The basic idea is that some networks are essentially “open entry”
In that case the solution is to build some networks from scratch and
just accept that everything is going to be much harder than it needs to
be until you solve this problem, but also accept that things will become
much easier after you have solved this problem and thus that it is
worth doing (I think a lot of people get trapped assuming that they will
forever be isolated).
I think the solution is to essentially start with easier to join
networks. A lot of networks make it easy to attach to, because you have
a natural entry point into them. For example:
- Getting a job gets you a professional network, which you can try to
turn into a friend network. - Making friends on Twitter is much easier than making friends
offline. - Joining a church is supposedly a good way to connect to a
pre-established network, although this didn’t work for me (it was a
UU church, which may not be representative of the general
experience). - There are a lot of professional meetup groups that are basically
explicitly networking events. Software development is particularly
good for this. - People always recommend activity groups for this. This maybe true,
but it didn’t really work out that way for me. I think there’s a
skill to using them this way that I lack. - There’s more support for bootstrapping a romantic partner than a
friend network, so you can always find people to date using the apps
and steal their friendship
network (Personally I found online dating the absolute worst and cannot recommend this strategy at all, but I do know people for whom it’s worked).
Connect to the network
I had an empty section here. No idea what I was going to write here.
So what?
I’m interested in this pattern for a couple of reasons.
The first is just that sometimes I need to actually find a good plumber,
or the equivalent thereof in some other field of expertise. e.g.
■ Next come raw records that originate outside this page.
use chrono::NaiveDate;

use crate::api::report_dto::{CapacityReportDto, FacilityCapacityDto};
use crate::domain::capacity::date_range::DateRange;
use crate::domain::facility::Facility;
use crate::domain::schedule::operating_window::OperatingWindow;
use crate::domain::utils::id::FacilityId;
use crate::domain::utils::normalize::format_date;
use crate::error::{Error, Result};

/// Theoretical capacity of one facility over the analysed range.
#[derive(Debug, Clone, PartialEq, Eq)]
pub struct FacilityCapacity {
    pub facility_id: FacilityId,
    pub room_count: i64,
    pub capacity: i64,
}

/// Result of [`analyze_capacity`].
///
/// `total_capacity` is an upper bound: it is what the facilities could host if
/// every room were used in every slot of every day. Existing bookings,
/// holidays, closures and facility specific opening hours are not considered.
#[derive(Debug, Clone, PartialEq, Eq)]
pub struct CapacityReport {
    pub start_date: NaiveDate,
    pub end_date: NaiveDate,
    pub days: i64,
    pub slots_per_day: i64,
    pub total_capacity: i64,
    pub facilities: Vec<FacilityCapacity>,
}

/// Computes the theoretical hearing capacity of `facilities` between
/// `start_date` and `end_date`, both inclusive.
///
/// `total_capacity = sum(room_count) * slots_per_day * days`, where
/// `slots_per_day` is the length of the window's slot grid (a trailing partial
/// slot does not count).
///
/// Fails with `InvalidRange` when `start_date > end_date` or when the total
/// does not fit into an `i64`.
pub fn analyze_capacity<'a>(
    start_date: NaiveDate,
    end_date: NaiveDate,
    window: &OperatingWindow,
    facilities: impl IntoIterator<Item = &'a Facility>,
) -> Result<CapacityReport> {
    let range = DateRange::new(start_date, end_date)?;
    let days = range.days();
    let slots_per_day = window.slots_per_day();

    let slots_in_range = slots_per_day.checked_mul(days).ok_or_else(|| overflow(&range))?;

    let mut facility_capacities = Vec::new();
    let mut total_capacity: i64 = 0;

    for facility in facilities {
        let capacity = facility.room_count().checked_mul(slots_in_range).ok_or_else(|| overflow(&range))?;
        total_capacity = total_capacity.checked_add(capacity).ok_or_else(|| overflow(&range))?;

        facility_capacities.push(FacilityCapacity { facility_id: facility.id().clone(), room_count: facility.room_count(), capacity });
    }

    log::debug!(
        "Capacity {}..={}: {} facilities, {} days, {} slots per day, total {}.",
        start_date,
        end_date,
        facility_capacities.len(),
        days,
        slots_per_day,
        total_capacity
    );

    Ok(CapacityReport { start_date, end_date, days, slots_per_day, total_capacity, facilities: facility_capacities })
}

fn overflow(range: &DateRange) -> Error {
    Error::InvalidRange(format!("capacity between {} and {} exceeds the representable range", range.start_date(), range.end_date()))
}

impl CapacityReport {
    pub fn range(&self) -> Result<DateRange> {
        DateRange::new(self.start_date, self.end_date)
    }

    pub fn capacity_of(&self, facility_id: &FacilityId) -> Option<&FacilityCapacity> {
        self.facilities.iter().find(|facility| &facility.facility_id == facility_id)
    }

    pub fn to_dto(&self) -> CapacityReportDto {
        CapacityReportDto {
            start_date: format_date(self.start_date),
            end_date: format_date(self.end_date),
            days: self.days,
            slots_per_day: self.slots_per_day,
            total_capacity: self.total_capacity,
            facilities: self
                .facilities
                .iter()
                .map(|facility| FacilityCapacityDto {
                    facility_id: facility.facility_id.to_string(),
                    room_count: facility.room_count,
                    capacity: facility.capacity,
                })
                .collect(),
        }
    }
}

#[cfg(test)]
mod tests {
    use super::*;

    fn date(d: u32) -> NaiveDate {
        NaiveDate::from_ymd_opt(2024, 1, d).unwrap()
    }

    fn facility(id: &str, room_count: i64) -> Facility {
        Facility::new(FacilityId::new(id), id, room_count).unwrap()
    }

    #[test]
    fn two_facilities_over_two_days() {
        let facilities = vec![facility("up-01", 1), facility("up-02", 3)];

        let report = analyze_capacity(date(1), date(2), &OperatingWindow::default(), &facilities).unwrap();

        assert_eq!(report.slots_per_day, 36);
        assert_eq!(report.days, 2);
        assert_eq!(report.total_capacity, 288);
        assert_eq!(report.capacity_of(&FacilityId::new("up-02")).map(|f| f.capacity), Some(216));
    }

    #[test]
    fn single_day_range_has_one_day() {
        let facilities = vec![facility("up-01", 2)];

        let report = analyze_capacity(date(1), date(1), &OperatingWindow::default(), &facilities).unwrap();

        assert_eq!(report.days, 1);
        assert_eq!(report.total_capacity, 72);
    }

    #[test]
    fn capacity_is_additive_over_facilities() {
        let window = OperatingWindow::default().with_interval(30).unwrap();
        let a = facility("up-01", 2);
        let b = facility("up-02", 5);

        let both = analyze_capacity(date(3), date(9), &window, [&a, &b]).unwrap();
        let only_a = analyze_capacity(date(3), date(9), &window, [&a]).unwrap();
        let only_b = analyze_capacity(date(3), date(9), &window, [&b]).unwrap();

        assert_eq!(both.total_capacity, only_a.total_capacity + only_b.total_capacity);
    }

    #[test]
    fn trailing_partial_slot_is_not_counted() {
        let start = chrono::NaiveTime::from_hms_opt(9, 0, 0).unwrap();
        let end = chrono::NaiveTime::from_hms_opt(9, 50, 0).unwrap();
        let window = OperatingWindow::new(start, end, 15).unwrap();

        let report = analyze_capacity(date(1), date(1), &window, &[facility("up-01", 1)]).unwrap();

        assert_eq!(report.slots_per_day, 3);
        assert_eq!(report.total_capacity, 3);
    }

    #[test]
    fn empty_facility_set_has_zero_capacity() {
        let no_facilities: Vec<Facility> = Vec::new();
        let report = analyze_capacity(date(1), date(5), &OperatingWindow::default(), &no_facilities).unwrap();

        assert_eq!(report.total_capacity, 0);
        assert_eq!(report.days, 5);
    }

    #[test]
    fn inverted_range_is_rejected() {
        let result = analyze_capacity(date(2), date(1), &OperatingWindow::default(), &[facility("up-01", 1)]);
        assert!(matches!(result, Err(Error::InvalidRange(_))));
    }

    #[test]
    fn overflowing_total_is_rejected() {
        let huge = facility("up-01", i64::MAX / 2);
        let result = analyze_capacity(date(1), date(2), &OperatingWindow::default(), &[huge]);

        assert!(matches!(result, Err(Error::InvalidRange(_))));
    }
}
I’ve
been vaguely intending to find a good singing teacher and didn’t have
the faintest idea of where to start until one happened to attach to my
network of friends (I don’t yet know if she’s good or not – I start
next week), and I’d like to develop some general skills for doing this
better.
I think some of those general skills consist of just being better about
noticing this is a thing and asking for introductions.
The second is that I think it’s a really underappreciated form of
inequality. Having a rich set of networks that you are well attached to
makes life so much easier, and almost by definition we don’t really
notice the people on the fringes or who are not well connected to our
networks. Such people are both experiencing a much harder life than
people with better social connections, and also are deprived of an
environment where they can learn those skills of network bootstrapping
because they’re not connected to anyone who can teach them!
(This also scales way further upwards than I have access to – the
networks you get access to from having the right families, the right
wealth, etc. are things of immense power that I have only the vaguest
conception of)
One consequence of this is that if you’re well connected to a network,
helping other people join it is almost certainly hugely life improving
for them, much more so than you realise. Looking out for people who need
help being onboarded into a network that they might not even know
exists, and helping them connect to it, is one of the most
transformative things you can do for another person, and people should
do a lot more of it than they do.
Postscript
Not really sure why this piece was abandoned. I think it was too large and I didn’t quite know what I was building up to, partially because I was theorising about a problem that I haven’t had a huge amount of success with personally.